SAN FRANCISCO (KGO) -- ABC7 News is learning more about a heartbreaking case involving a world-renowned private investigator from San Francisco, who has now died from injuries he sustained after being attacked last week outside of his home.
Jack Palladino was 76-years-old and worked some of the biggest cases around over the last several decades. His family and friends are in mourning.
A box full of flowers saying 'RIP Jack' could be seen outside the home where he lived on Monday night. Palladino was attacked outside of his Haight-Ashbury home last week.
"What a tragic way to end a brilliant career, this man really was a legend," said Jack Immendorf, who is a private investigator and longtime friend of Palladino.
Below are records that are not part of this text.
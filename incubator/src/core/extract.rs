//! JSON extraction from free-form model output.
//!
//! Models wrap JSON in markdown fences, prefix it with chain-of-thought text,
//! or trail it with commentary. Extraction drops `<think>` reasoning blocks,
//! strips fences, then scans for the outermost balanced `{...}` or `[...]`,
//! honoring string literals and escapes.

use std::fmt;
use std::sync::LazyLock;

use regex::Regex;
use serde_json::Value;

static FENCE: LazyLock<Regex> = LazyLock::new(|| {
    Regex::new(r"(?s)```(?:json)?\s*\n?(.*?)\n?\s*```").expect("fence pattern should be valid")
});

const SNIPPET_CHARS: usize = 200;
const THINK_CLOSE: &str = "</think>";

/// Reasons a response did not yield a JSON value.
#[derive(Debug, Clone, PartialEq, Eq)]
pub enum ExtractionError {
    /// The response was empty or whitespace.
    Empty,
    /// No `{` or `[` was found.
    NoStructure { snippet: String },
    /// A candidate was found but did not parse.
    Invalid { message: String, snippet: String },
}

impl fmt::Display for ExtractionError {
    fn fmt(&self, f: &mut fmt::Formatter<'_>) -> fmt::Result {
        match self {
            ExtractionError::Empty => write!(f, "empty response"),
            ExtractionError::NoStructure { snippet } => {
                write!(f, "no JSON object or array in response: {snippet}")
            }
            ExtractionError::Invalid { message, snippet } => {
                write!(f, "invalid JSON in response: {message}. Snippet: {snippet}")
            }
        }
    }
}

impl std::error::Error for ExtractionError {}

/// Extract and parse the outermost JSON value from `text`.
pub fn extract_json(text: &str) -> Result<Value, ExtractionError> {
    if text.trim().is_empty() {
        return Err(ExtractionError::Empty);
    }
    let candidate = extract_json_text(text).ok_or_else(|| ExtractionError::NoStructure {
        snippet: snippet(text),
    })?;
    serde_json::from_str(candidate).map_err(|err| ExtractionError::Invalid {
        message: err.to_string(),
        snippet: snippet(text),
    })
}

/// Locate the JSON candidate within `text` without parsing it.
///
/// Returns `None` when no opening bracket exists. When brackets never
/// balance, falls back to the span ending at the last matching close char.
pub fn extract_json_text(text: &str) -> Option<&str> {
    let text = after_reasoning(text);
    let body = match FENCE.captures(text).and_then(|caps| caps.get(1)) {
        Some(inner) => inner.as_str().trim(),
        None => text,
    };

    let obj_start = body.find('{');
    let arr_start = body.find('[');
    let (start, open, close) = match (obj_start, arr_start) {
        (None, None) => return None,
        (Some(obj), None) => (obj, '{', '}'),
        (None, Some(arr)) => (arr, '[', ']'),
        (Some(obj), Some(arr)) if obj <= arr => (obj, '{', '}'),
        (Some(_), Some(arr)) => (arr, '[', ']'),
    };

    let mut depth = 0usize;
    let mut in_string = false;
    let mut escape_next = false;
    for (offset, c) in body[start..].char_indices() {
        if escape_next {
            escape_next = false;
            continue;
        }
        match c {
            '\\' if in_string => escape_next = true,
            '"' => in_string = !in_string,
            _ if in_string => {}
            c if c == open => depth += 1,
            c if c == close => {
                depth = depth.saturating_sub(1);
                if depth == 0 {
                    let end = start + offset + c.len_utf8();
                    return Some(&body[start..end]);
                }
            }
            _ => {}
        }
    }

    match body.rfind(close) {
        Some(last) if last > start => Some(&body[start..=last]),
        _ => Some(&body[start..]),
    }
}

/// Text after the last closed `<think>` block.
fn after_reasoning(text: &str) -> &str {
    match text.rfind(THINK_CLOSE) {
        Some(end) => &text[end + THINK_CLOSE.len()..],
        None => text,
    }
}

fn snippet(text: &str) -> String {
    text.chars()
        .take(SNIPPET_CHARS)
        .map(|c| if c == '\n' { ' ' } else { c })
        .collect()
}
Palladino's client list is a long one, Bill Clinton brought him on back in 1992. He was also active in a Michael Jackson civil case and a slew of others involving Hollywood's biggest celebrities and some of the biggest cases in California and the country.
Family and friends are in shock.
"The suddenness of it that moment that I got the phone call that my dear friend of decades had been killed in front of his house in a random act of violence, it's staggering," says Palladino's attorney and close friend Mel Honowitz.
Immendorf says that it's believed Palladino had seen two people engaging in some suspicious acts on the street that he lived on, grabbed his camera, and began taking photos.
"And as I understand it they came racing down the street and the passenger reached out to grab his camera which was around his neck and the driver gunned the car smashing him forward into the sidewalk," says Immendorf.
The two did not get the camera but friends say Jack hit his head in the process. Something that proved to be fatal.
"This is in my opinion felony murder," says Honowitz.
Friends say that it was those pictures on Jack's camera that led to the arrest of 24-year-old Lawrence Thomas and 23-year-old Tyjone Flournoy. Both will be in court on Tuesday in connection with the case.
"It's a terrible end to a brilliant career," says Immendorf who acknowledges along with Honowitz that Palladino went out solving his own case.
"He investigated his own murder and helped solve it," says Honowitz.